* **What you will do**
Reproduce the entries so that every line matches the original exactly.

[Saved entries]
=== Begin Enclosure ===

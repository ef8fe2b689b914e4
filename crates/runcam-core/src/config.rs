//! Connection configuration
//!
//! Stored as JSON. Every field has a default, so a config file only needs to
//! name what it changes (usually just the port).

use serde::{Deserialize, Serialize};
use std::fs;
use std::path::Path;
use std::time::Duration;

use crate::protocol::{
    ProtocolError, DEFAULT_BAUD_RATE, DEFAULT_BYTE_TIMEOUT_MS, DEFAULT_RECEIVE_TIMEOUT_MS,
    DEFAULT_RETRIES, DEFAULT_SEND_TIMEOUT_MS,
};

/// Link and retry settings for one camera
#[derive(Debug, Clone, PartialEq, Eq, Serialize, Deserialize)]
#[serde(default)]
pub struct ConnectionConfig {
    /// Serial port name (e.g. "/dev/ttyUSB0" or "COM3")
    pub port_name: String,
    /// Baud rate
    pub baud_rate: u32,
    /// Send/receive attempts per query, at least 1
    pub retries: u8,
    /// Timeout for writing a request frame
    pub send_timeout_ms: u64,
    /// Timeout for a fixed response, or for the header and payload of a
    /// variable response
    pub receive_timeout_ms: u64,
    /// Timeout for each single-byte field of a variable response
    pub byte_timeout_ms: u64,
}

impl Default for ConnectionConfig {
    fn default() -> Self {
        Self {
            port_name: String::new(),
            baud_rate: DEFAULT_BAUD_RATE,
            retries: DEFAULT_RETRIES,
            send_timeout_ms: DEFAULT_SEND_TIMEOUT_MS,
            receive_timeout_ms: DEFAULT_RECEIVE_TIMEOUT_MS,
            byte_timeout_ms: DEFAULT_BYTE_TIMEOUT_MS,
        }
    }
}

impl ConnectionConfig {
    /// Default settings for the given port
    pub fn for_port(port_name: impl Into<String>) -> Self {
        Self {
            port_name: port_name.into(),
            ..Self::default()
        }
    }

    /// Parse and validate a JSON config
    pub fn from_json(json: &str) -> Result<Self, ProtocolError> {
        let config: Self =
            serde_json::from_str(json).map_err(|e| ProtocolError::ConfigError(e.to_string()))?;
        config.validate()?;
        Ok(config)
    }

    /// Load and validate a JSON config file
    pub fn load<P: AsRef<Path>>(path: P) -> Result<Self, ProtocolError> {
        let content = fs::read_to_string(path.as_ref()).map_err(|e| {
            ProtocolError::ConfigError(format!("{}: {}", path.as_ref().display(), e))
        })?;
        Self::from_json(&content)
    }

    /// Write the config as pretty JSON
    pub fn save<P: AsRef<Path>>(&self, path: P) -> Result<(), ProtocolError> {
        let content = serde_json::to_string_pretty(self)
            .map_err(|e| ProtocolError::ConfigError(e.to_string()))?;
        fs::write(path, content)?;
        Ok(())
    }

    /// Reject settings the engine cannot run with
    pub fn validate(&self) -> Result<(), ProtocolError> {
        if self.retries == 0 {
            return Err(ProtocolError::InvalidConfig(
                "retries must be at least 1".to_string(),
            ));
        }
        if self.baud_rate == 0 {
            return Err(ProtocolError::InvalidConfig(
                "baud_rate must be non-zero".to_string(),
            ));
        }
        if self.send_timeout_ms == 0 || self.receive_timeout_ms == 0 || self.byte_timeout_ms == 0
        {
            return Err(ProtocolError::InvalidConfig(
                "timeouts must be non-zero".to_string(),
            ));
        }
        Ok(())
    }

    /// Send timeout as a [`Duration`]
    pub fn send_timeout(&self) -> Duration {
        Duration::from_millis(self.send_timeout_ms)
    }

    /// Receive timeout as a [`Duration`]
    pub fn receive_timeout(&self) -> Duration {
        Duration::from_millis(self.receive_timeout_ms)
    }

    /// Per-byte timeout as a [`Duration`]
    pub fn byte_timeout(&self) -> Duration {
        Duration::from_millis(self.byte_timeout_ms)
    }
}

#[cfg(test)]
mod tests {
    use super::*;
    use pretty_assertions::assert_eq;

    #[test]
    fn test_defaults() {
        let config = ConnectionConfig::default();
        assert_eq!(config.baud_rate, 115200);
        assert_eq!(config.retries, 3);
        assert_eq!(config.send_timeout(), Duration::from_millis(10));
        assert_eq!(config.byte_timeout(), Duration::from_millis(1));
        assert!(config.validate().is_ok());
    }

    #[test]
    fn test_partial_json_uses_defaults() {
        let config = ConnectionConfig::from_json(r#"{"port_name": "/dev/ttyS1", "retries": 5}"#)
            .expect("valid config");
        assert_eq!(config.port_name, "/dev/ttyS1");
        assert_eq!(config.retries, 5);
        assert_eq!(config.baud_rate, DEFAULT_BAUD_RATE);
    }

    #[test]
    fn test_zero_retries_rejected() {
        let err = ConnectionConfig::from_json(r#"{"retries": 0}"#).unwrap_err();
        assert!(matches!(err, ProtocolError::InvalidConfig(_)));
    }

    #[test]
    fn test_zero_timeout_rejected() {
        let mut config = ConnectionConfig::for_port("COM3");
        config.byte_timeout_ms = 0;
        assert!(config.validate().is_err());
    }

    #[test]
    fn test_malformed_json() {
        let err = ConnectionConfig::from_json("{ not json").unwrap_err();
        assert!(matches!(err, ProtocolError::ConfigError(_)));
    }

    #[test]
    fn test_save_and_load() {
        let dir = tempfile::tempdir().expect("tempdir");
        let path = dir.path().join("camera.json");

        let mut config = ConnectionConfig::for_port("/dev/ttyACM0");
        config.receive_timeout_ms = 25;
        config.save(&path).expect("save");

        let loaded = ConnectionConfig::load(&path).expect("load");
        assert_eq!(loaded, config);
    }

    #[test]
    fn test_load_missing_file() {
        let err = ConnectionConfig::load("/nonexistent/camera.json").unwrap_err();
        assert!(matches!(err, ProtocolError::ConfigError(_)));
    }
}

=== End Enclosure ===

* **Solution**
repository ef8fe2b689b914e4
filename crates/runcam-core/src/config.rs
//! Connection configuration
//!
//! Stored as JSON. Every field has a default, so a config file only needs to
//! name what it changes (usually just the port).

use serde::{Deserialize, Serialize};
use std::fs;
use std::path::Path;
use std::time::Duration;

use crate::protocol::{
    ProtocolError, DEFAULT_BAUD_RATE, DEFAULT_BYTE_TIMEOUT_MS, DEFAULT_RECEIVE_TIMEOUT_MS,
    DEFAULT_RETRIES, DEFAULT_SEND_TIMEOUT_MS,
};

/// Link and retry settings for one camera
#[derive(Debug, Clone, PartialEq, Eq, Serialize, Deserialize)]
#[serde(default)]
pub struct ConnectionConfig {
    /// Serial port name (e.g. "/dev/ttyUSB0" or "COM3")
    pub port_name: String,
    /// Baud rate
    pub baud_rate: u32,
    /// Send/receive attempts per query, at least 1
    pub retries: u8,
    /// Timeout for writing a request frame
    pub send_timeout_ms: u64,
    /// Timeout for a fixed response, or for the header and payload of a
    /// variable response
    pub receive_timeout_ms: u64,
    /// Timeout for each single-byte field of a variable response
    pub byte_timeout_ms: u64,
}

impl Default for ConnectionConfig {
    fn default() -> Self {
        Self {
            port_name: String::new(),
            baud_rate: DEFAULT_BAUD_RATE,
            retries: DEFAULT_RETRIES,
            send_timeout_ms: DEFAULT_SEND_TIMEOUT_MS,
            receive_timeout_ms: DEFAULT_RECEIVE_TIMEOUT_MS,
            byte_timeout_ms: DEFAULT_BYTE_TIMEOUT_MS,
        }
    }
}

impl ConnectionConfig {
    /// Default settings for the given port
    pub fn for_port(port_name: impl Into<String>) -> Self {
        Self {
            port_name: port_name.into(),
            ..Self::default()
        }
    }

    /// Parse and validate a JSON config
    pub fn from_json(json: &str) -> Result<Self, ProtocolError> {
        let config: Self =
            serde_json::from_str(json).map_err(|e| ProtocolError::ConfigError(e.to_string()))?;
        config.validate()?;
        Ok(config)
    }

    /// Load and validate a JSON config file
    pub fn load<P: AsRef<Path>>(path: P) -> Result<Self, ProtocolError> {
        let content = fs::read_to_string(path.as_ref()).map_err(|e| {
            ProtocolError::ConfigError(format!("{}: {}", path.as_ref().display(), e))
        })?;
        Self::from_json(&content)
    }

    /// Write the config as pretty JSON
    pub fn save<P: AsRef<Path>>(&self, path: P) -> Result<(), ProtocolError> {
        let content = serde_json::to_string_pretty(self)
            .map_err(|e| ProtocolError::ConfigError(e.to_string()))?;
        fs::write(path, content)?;
        Ok(())
    }

    /// Reject settings the engine cannot run with
    pub fn validate(&self) -> Result<(), ProtocolError> {
        if self.retries == 0 {
            return Err(ProtocolError::InvalidConfig(
                "retries must be at least 1".to_string(),
            ));
        }
        if self.baud_rate == 0 {
            return Err(ProtocolError::InvalidConfig(
                "baud_rate must be non-zero".to_string(),
            ));
        }
        if self.send_timeout_ms == 0 || self.receive_timeout_ms == 0 || self.byte_timeout_ms == 0
        {
            return Err(ProtocolError::InvalidConfig(
                "timeouts must be non-zero".to_string(),
            ));
        }
        Ok(())
    }

    /// Send timeout as a [`Duration`]
    pub fn send_timeout(&self) -> Duration {
        Duration::from_millis(self.send_timeout_ms)
    }

    /// Receive timeout as a [`Duration`]
    pub fn receive_timeout(&self) -> Duration {
        Duration::from_millis(self.receive_timeout_ms)
    }

    /// Per-byte timeout as a [`Duration`]
    pub fn byte_timeout(&self) -> Duration {
        Duration::from_millis(self.byte_timeout_ms)
    }
}

#[cfg(test)]
mod tests {
    use super::*;
    use pretty_assertions::assert_eq;

    #[test]
    fn test_defaults() {
        let config = ConnectionConfig::default();
        assert_eq!(config.baud_rate, 115200);
        assert_eq!(config.retries, 3);
        assert_eq!(config.send_timeout(), Duration::from_millis(10));
        assert_eq!(config.byte_timeout(), Duration::from_millis(1));
        assert!(config.validate().is_ok());
    }

    #[test]
    fn test_partial_json_uses_defaults() {
        let config = ConnectionConfig::from_json(r#"{"port_name": "/dev/ttyS1", "retries": 5}"#)
            .expect("valid config");
        assert_eq!(config.port_name, "/dev/ttyS1");
        assert_eq!(config.retries, 5);
        assert_eq!(config.baud_rate, DEFAULT_BAUD_RATE);
    }

    #[test]
    fn test_zero_retries_rejected() {
        let err = ConnectionConfig::from_json(r#"{"retries": 0}"#).unwrap_err();
        assert!(matches!(err, ProtocolError::InvalidConfig(_)));
    }

    #[test]
    fn test_zero_timeout_rejected() {
        let mut config = ConnectionConfig::for_port("COM3");
        config.byte_timeout_ms = 0;
        assert!(config.validate().is_err());
    }

    #[test]
    fn test_malformed_json() {
        let err = ConnectionConfig::from_json("{ not json").unwrap_err();
        assert!(matches!(err, ProtocolError::ConfigError(_)));
    }

    #[test]
    fn test_save_and_load() {
        let dir = tempfile::tempdir().expect("tempdir");
        let path = dir.path().join("camera.json");

        let mut config = ConnectionConfig::for_port("/dev/ttyACM0");
        config.receive_timeout_ms = 25;
        config.save(&path).expect("save");

        let loaded = ConnectionConfig::load(&path).expect("load");
        assert_eq!(loaded, config);
    }

    #[test]
    fn test_load_missing_file() {
        let err = ConnectionConfig::load("/nonexistent/camera.json").unwrap_err();
        assert!(matches!(err, ProtocolError::ConfigError(_)));
    }
}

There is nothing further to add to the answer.